What the task requires:
Of the entries below, return only those lines from the line with "self.inner.flush()" to the line with "pub fn finish(self)", exactly, both included.

Material for the task:
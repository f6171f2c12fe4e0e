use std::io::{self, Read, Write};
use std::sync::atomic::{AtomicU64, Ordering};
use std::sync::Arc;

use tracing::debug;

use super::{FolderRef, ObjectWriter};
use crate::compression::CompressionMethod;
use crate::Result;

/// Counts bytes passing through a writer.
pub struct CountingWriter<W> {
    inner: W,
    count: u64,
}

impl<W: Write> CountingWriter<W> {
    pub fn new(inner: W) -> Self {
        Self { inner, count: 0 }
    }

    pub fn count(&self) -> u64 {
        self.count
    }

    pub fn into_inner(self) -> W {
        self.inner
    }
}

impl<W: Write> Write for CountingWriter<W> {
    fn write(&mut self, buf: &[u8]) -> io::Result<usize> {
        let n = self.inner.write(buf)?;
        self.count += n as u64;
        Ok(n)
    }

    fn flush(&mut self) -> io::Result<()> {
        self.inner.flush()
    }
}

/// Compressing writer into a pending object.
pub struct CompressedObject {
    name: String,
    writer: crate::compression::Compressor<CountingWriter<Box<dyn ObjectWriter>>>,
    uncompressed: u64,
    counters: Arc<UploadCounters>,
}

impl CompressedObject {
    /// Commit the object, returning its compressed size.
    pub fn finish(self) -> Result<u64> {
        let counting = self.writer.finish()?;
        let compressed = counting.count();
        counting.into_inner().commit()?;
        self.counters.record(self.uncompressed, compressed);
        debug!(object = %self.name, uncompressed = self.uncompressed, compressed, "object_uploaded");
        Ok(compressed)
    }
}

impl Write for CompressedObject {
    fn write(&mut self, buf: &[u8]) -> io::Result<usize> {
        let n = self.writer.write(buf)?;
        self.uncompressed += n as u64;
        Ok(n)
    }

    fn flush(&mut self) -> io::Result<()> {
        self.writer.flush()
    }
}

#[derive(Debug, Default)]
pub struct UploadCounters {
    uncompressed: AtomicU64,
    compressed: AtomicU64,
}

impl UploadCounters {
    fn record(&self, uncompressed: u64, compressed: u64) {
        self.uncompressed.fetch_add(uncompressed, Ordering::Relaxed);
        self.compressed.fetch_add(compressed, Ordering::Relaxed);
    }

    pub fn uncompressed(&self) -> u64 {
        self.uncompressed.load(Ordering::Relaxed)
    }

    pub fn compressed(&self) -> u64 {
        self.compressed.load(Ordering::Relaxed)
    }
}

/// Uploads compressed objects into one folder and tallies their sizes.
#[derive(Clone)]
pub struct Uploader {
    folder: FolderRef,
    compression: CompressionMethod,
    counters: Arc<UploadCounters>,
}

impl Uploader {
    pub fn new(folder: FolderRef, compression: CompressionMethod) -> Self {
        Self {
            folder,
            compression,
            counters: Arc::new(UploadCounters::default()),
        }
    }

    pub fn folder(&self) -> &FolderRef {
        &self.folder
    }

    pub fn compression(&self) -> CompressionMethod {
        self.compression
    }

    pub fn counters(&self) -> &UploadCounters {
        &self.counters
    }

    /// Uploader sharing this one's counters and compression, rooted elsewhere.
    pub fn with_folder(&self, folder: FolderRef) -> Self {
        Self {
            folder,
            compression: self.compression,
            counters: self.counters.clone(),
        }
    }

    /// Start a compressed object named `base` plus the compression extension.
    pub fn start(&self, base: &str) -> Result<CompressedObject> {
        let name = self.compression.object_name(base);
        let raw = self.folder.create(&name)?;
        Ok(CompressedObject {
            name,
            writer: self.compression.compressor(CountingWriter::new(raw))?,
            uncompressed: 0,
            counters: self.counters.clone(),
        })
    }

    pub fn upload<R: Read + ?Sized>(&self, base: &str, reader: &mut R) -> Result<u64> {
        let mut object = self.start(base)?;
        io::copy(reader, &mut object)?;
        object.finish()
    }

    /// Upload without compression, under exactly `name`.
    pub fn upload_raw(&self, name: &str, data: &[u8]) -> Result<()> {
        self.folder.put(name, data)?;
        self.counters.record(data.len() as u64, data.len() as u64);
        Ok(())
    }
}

Expected output:
        self.inner.flush()
    }
}

/// Compressing writer into a pending object.
pub struct CompressedObject {
    name: String,
    writer: crate::compression::Compressor<CountingWriter<Box<dyn ObjectWriter>>>,
    uncompressed: u64,
    counters: Arc<UploadCounters>,
}

impl CompressedObject {
    /// Commit the object, returning its compressed size.
    pub fn finish(self) -> Result<u64> {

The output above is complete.